▶ [Exercise brief]
Please retype all the records below exactly as they read.

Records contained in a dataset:
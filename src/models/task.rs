use chrono::{DateTime, Utc};
use serde::{Deserialize, Serialize};
use sqlx::FromRow;
use utoipa::ToSchema;
use uuid::Uuid;

use crate::errors::AppError;
use crate::events::Loggable;

use super::comment::Comment;
use super::user::UserRef;
use super::{double_option, text_enum};

#[derive(Debug, Clone, Copy, PartialEq, Eq, Default, Serialize, Deserialize, ToSchema)]
#[serde(rename_all = "SCREAMING_SNAKE_CASE")]
pub enum TaskStatus {
    #[default]
    Todo,
    InProgress,
    InReview,
    Done,
}

text_enum!(TaskStatus, "task status", {
    Todo => "TODO",
    InProgress => "IN_PROGRESS",
    InReview => "IN_REVIEW",
    Done => "DONE",
});

#[derive(Debug, Clone, Copy, PartialEq, Eq, Default, Serialize, Deserialize, ToSchema)]
#[serde(rename_all = "SCREAMING_SNAKE_CASE")]
pub enum TaskPriority {
    Low,
    #[default]
    Medium,
    High,
    Urgent,
}

text_enum!(TaskPriority, "task priority", {
    Low => "LOW",
    Medium => "MEDIUM",
    High => "HIGH",
    Urgent => "URGENT",
});

#[derive(Debug, Clone, Serialize, Deserialize, ToSchema)]
pub struct Task {
    pub id: Uuid,
    pub project_id: Uuid,
    pub milestone_id: Option<Uuid>,
    pub title: String,
    pub description: Option<String>,
    pub status: TaskStatus,
    pub priority: TaskPriority,
    pub assignee_id: Option<Uuid>,
    pub creator_id: Uuid,
    #[schema(format = DateTime, example = "2025-02-10T17:00:00Z")]
    pub due_date: Option<DateTime<Utc>>,
    pub created_at: DateTime<Utc>,
    pub updated_at: DateTime<Utc>,
}

impl Loggable for Task {
    fn entity_type() -> &'static str { "task" }
    fn subject_id(&self) -> Uuid { self.id }
    fn project_id(&self) -> Option<Uuid> { Some(self.project_id) }
}

#[derive(Debug, Clone, FromRow)]
pub struct DbTask {
    pub id: Uuid,
    pub project_id: Uuid,
    pub milestone_id: Option<Uuid>,
    pub title: String,
    pub description: Option<String>,
    pub status: String,
    pub priority: String,
    pub assignee_id: Option<Uuid>,
    pub creator_id: Uuid,
    pub due_date: Option<DateTime<Utc>>,
    pub created_at: DateTime<Utc>,
    pub updated_at: DateTime<Utc>,
}

impl TryFrom<DbTask> for Task {
    type Error = AppError;

    fn try_from(value: DbTask) -> Result<Self, Self::Error> {
        Ok(Task {
            id: value.id,
            project_id: value.project_id,
            milestone_id: value.milestone_id,
            title: value.title,
            description: value.description,
            status: value.status.parse().map_err(AppError::internal)?,
            priority: value.priority.parse().map_err(AppError::internal)?,
            assignee_id: value.assignee_id,
            creator_id: value.creator_id,
            due_date: value.due_date,
            created_at: value.created_at,
            updated_at: value.updated_at,
        })
    }
}

/// Task as it appears in listings, with the names a board needs to render it.
#[derive(Debug, Clone, Serialize, ToSchema)]
pub struct TaskSummary {
    #[serde(flatten)]
    pub task: Task,
    pub assignee: Option<UserRef>,
    pub creator: UserRef,
    pub project_name: String,
    pub milestone_name: Option<String>,
    pub comment_count: i64,
}

#[derive(Debug, Clone, FromRow)]
pub struct DbTaskSummary {
    #[sqlx(flatten)]
    pub task: DbTask,
    pub assignee_first_name: Option<String>,
    pub assignee_last_name: Option<String>,
    pub creator_first_name: String,
    pub creator_last_name: String,
    pub project_name: String,
    pub milestone_name: Option<String>,
    pub comment_count: i64,
}

impl TryFrom<DbTaskSummary> for TaskSummary {
    type Error = AppError;

    fn try_from(value: DbTaskSummary) -> Result<Self, Self::Error> {
        let task = Task::try_from(value.task)?;
        let assignee = match (task.assignee_id, value.assignee_first_name, value.assignee_last_name) {
            (Some(id), Some(first_name), Some(last_name)) => Some(UserRef {
                id,
                first_name,
                last_name,
            }),
            _ => None,
        };

        Ok(TaskSummary {
            assignee,
            creator: UserRef {
                id: task.creator_id,
                first_name: value.creator_first_name,
                last_name: value.creator_last_name,
            },
            task,
            project_name: value.project_name,
            milestone_name: value.milestone_name,
            comment_count: value.comment_count,
        })
    }
}

#[derive(Debug, Serialize, ToSchema)]
pub struct TaskDetail {
    pub task: Task,
    pub comments: Vec<Comment>,
}

#[derive(Debug, Default, Serialize, Deserialize, ToSchema)]
pub struct TaskCreateRequest {
    #[schema(example = "Set up CI pipeline")]
    pub title: String,
    pub description: Option<String>,
    pub status: Option<TaskStatus>,
    pub priority: Option<TaskPriority>,
    pub assignee_id: Option<Uuid>,
    pub milestone_id: Option<Uuid>,
    #[schema(format = DateTime, example = "2025-02-10T17:00:00Z")]
    pub due_date: Option<DateTime<Utc>>,
}

/// Partial update; `null` clears the nullable fields.
#[derive(Debug, Default, Serialize, Deserialize, ToSchema)]
pub struct TaskUpdateRequest {
    pub title: Option<String>,
    #[serde(default, deserialize_with = "double_option", skip_serializing_if = "Option::is_none")]
    #[schema(value_type = Option<String>)]
    pub description: Option<Option<String>>,
    pub status: Option<TaskStatus>,
    pub priority: Option<TaskPriority>,
    #[serde(default, deserialize_with = "double_option", skip_serializing_if = "Option::is_none")]
    #[schema(value_type = Option<Uuid>)]
    pub assignee_id: Option<Option<Uuid>>,
    #[serde(default, deserialize_with = "double_option", skip_serializing_if = "Option::is_none")]
    #[schema(value_type = Option<Uuid>)]
    pub milestone_id: Option<Option<Uuid>>,
    #[serde(default, deserialize_with = "double_option", skip_serializing_if = "Option::is_none")]
    #[schema(value_type = Option<String>, format = DateTime)]
    pub due_date: Option<Option<DateTime<Utc>>>,
}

▶ [Exercise output]
filename src/models/task.rs
use chrono::{DateTime, Utc};
use serde::{Deserialize, Serialize};
use sqlx::FromRow;
use utoipa::ToSchema;
use uuid::Uuid;

use crate::errors::AppError;
use crate::events::Loggable;

use super::comment::Comment;
use super::user::UserRef;
use super::{double_option, text_enum};

#[derive(Debug, Clone, Copy, PartialEq, Eq, Default, Serialize, Deserialize, ToSchema)]
#[serde(rename_all = "SCREAMING_SNAKE_CASE")]
pub enum TaskStatus {
    #[default]
    Todo,
    InProgress,
    InReview,
    Done,
}

text_enum!(TaskStatus, "task status", {
    Todo => "TODO",
    InProgress => "IN_PROGRESS",
    InReview => "IN_REVIEW",
    Done => "DONE",
});

#[derive(Debug, Clone, Copy, PartialEq, Eq, Default, Serialize, Deserialize, ToSchema)]
#[serde(rename_all = "SCREAMING_SNAKE_CASE")]
pub enum TaskPriority {
    Low,
    #[default]
    Medium,
    High,
    Urgent,
}

text_enum!(TaskPriority, "task priority", {
    Low => "LOW",
    Medium => "MEDIUM",
    High => "HIGH",
    Urgent => "URGENT",
});

#[derive(Debug, Clone, Serialize, Deserialize, ToSchema)]
pub struct Task {
    pub id: Uuid,
    pub project_id: Uuid,
    pub milestone_id: Option<Uuid>,
    pub title: String,
    pub description: Option<String>,
    pub status: TaskStatus,
    pub priority: TaskPriority,
    pub assignee_id: Option<Uuid>,
    pub creator_id: Uuid,
    #[schema(format = DateTime, example = "2025-02-10T17:00:00Z")]
    pub due_date: Option<DateTime<Utc>>,
    pub created_at: DateTime<Utc>,
    pub updated_at: DateTime<Utc>,
}

impl Loggable for Task {
    fn entity_type() -> &'static str { "task" }
    fn subject_id(&self) -> Uuid { self.id }
    fn project_id(&self) -> Option<Uuid> { Some(self.project_id) }
}

#[derive(Debug, Clone, FromRow)]
pub struct DbTask {
    pub id: Uuid,
    pub project_id: Uuid,
    pub milestone_id: Option<Uuid>,
    pub title: String,
    pub description: Option<String>,
    pub status: String,
    pub priority: String,
    pub assignee_id: Option<Uuid>,
    pub creator_id: Uuid,
    pub due_date: Option<DateTime<Utc>>,
    pub created_at: DateTime<Utc>,
    pub updated_at: DateTime<Utc>,
}

impl TryFrom<DbTask> for Task {
    type Error = AppError;

    fn try_from(value: DbTask) -> Result<Self, Self::Error> {
        Ok(Task {
            id: value.id,
            project_id: value.project_id,
            milestone_id: value.milestone_id,
            title: value.title,
            description: value.description,
            status: value.status.parse().map_err(AppError::internal)?,
            priority: value.priority.parse().map_err(AppError::internal)?,
            assignee_id: value.assignee_id,
            creator_id: value.creator_id,
            due_date: value.due_date,
            created_at: value.created_at,
            updated_at: value.updated_at,
        })
    }
}

/// Task as it appears in listings, with the names a board needs to render it.
#[derive(Debug, Clone, Serialize, ToSchema)]
pub struct TaskSummary {
    #[serde(flatten)]
    pub task: Task,
    pub assignee: Option<UserRef>,
    pub creator: UserRef,
    pub project_name: String,
    pub milestone_name: Option<String>,
    pub comment_count: i64,
}

#[derive(Debug, Clone, FromRow)]
pub struct DbTaskSummary {
    #[sqlx(flatten)]
    pub task: DbTask,
    pub assignee_first_name: Option<String>,
    pub assignee_last_name: Option<String>,
    pub creator_first_name: String,
    pub creator_last_name: String,
    pub project_name: String,
    pub milestone_name: Option<String>,
    pub comment_count: i64,
}

impl TryFrom<DbTaskSummary> for TaskSummary {
    type Error = AppError;

    fn try_from(value: DbTaskSummary) -> Result<Self, Self::Error> {
        let task = Task::try_from(value.task)?;
        let assignee = match (task.assignee_id, value.assignee_first_name, value.assignee_last_name) {
            (Some(id), Some(first_name), Some(last_name)) => Some(UserRef {
                id,
                first_name,
                last_name,
            }),
            _ => None,
        };

        Ok(TaskSummary {
            assignee,
            creator: UserRef {
                id: task.creator_id,
                first_name: value.creator_first_name,
                last_name: value.creator_last_name,
            },
            task,
            project_name: value.project_name,
            milestone_name: value.milestone_name,
            comment_count: value.comment_count,
        })
    }
}

#[derive(Debug, Serialize, ToSchema)]
pub struct TaskDetail {
    pub task: Task,
    pub comments: Vec<Comment>,
}

#[derive(Debug, Default, Serialize, Deserialize, ToSchema)]
pub struct TaskCreateRequest {
    #[schema(example = "Set up CI pipeline")]
    pub title: String,
    pub description: Option<String>,
    pub status: Option<TaskStatus>,
    pub priority: Option<TaskPriority>,
    pub assignee_id: Option<Uuid>,
    pub milestone_id: Option<Uuid>,
    #[schema(format = DateTime, example = "2025-02-10T17:00:00Z")]
    pub due_date: Option<DateTime<Utc>>,
}

/// Partial update; `null` clears the nullable fields.
#[derive(Debug, Default, Serialize, Deserialize, ToSchema)]
pub struct TaskUpdateRequest {
    pub title: Option<String>,
    #[serde(default, deserialize_with = "double_option", skip_serializing_if = "Option::is_none")]
    #[schema(value_type = Option<String>)]
    pub description: Option<Option<String>>,
    pub status: Option<TaskStatus>,
    pub priority: Option<TaskPriority>,
    #[serde(default, deserialize_with = "double_option", skip_serializing_if = "Option::is_none")]
    #[schema(value_type = Option<Uuid>)]
    pub assignee_id: Option<Option<Uuid>>,
    #[serde(default, deserialize_with = "double_option", skip_serializing_if = "Option::is_none")]
    #[schema(value_type = Option<Uuid>)]
    pub milestone_id: Option<Option<Uuid>>,
    #[serde(default, deserialize_with = "double_option", skip_serializing_if = "Option::is_none")]
    #[schema(value_type = Option<String>, format = DateTime)]
    pub due_date: Option<Option<DateTime<Utc>>>,
}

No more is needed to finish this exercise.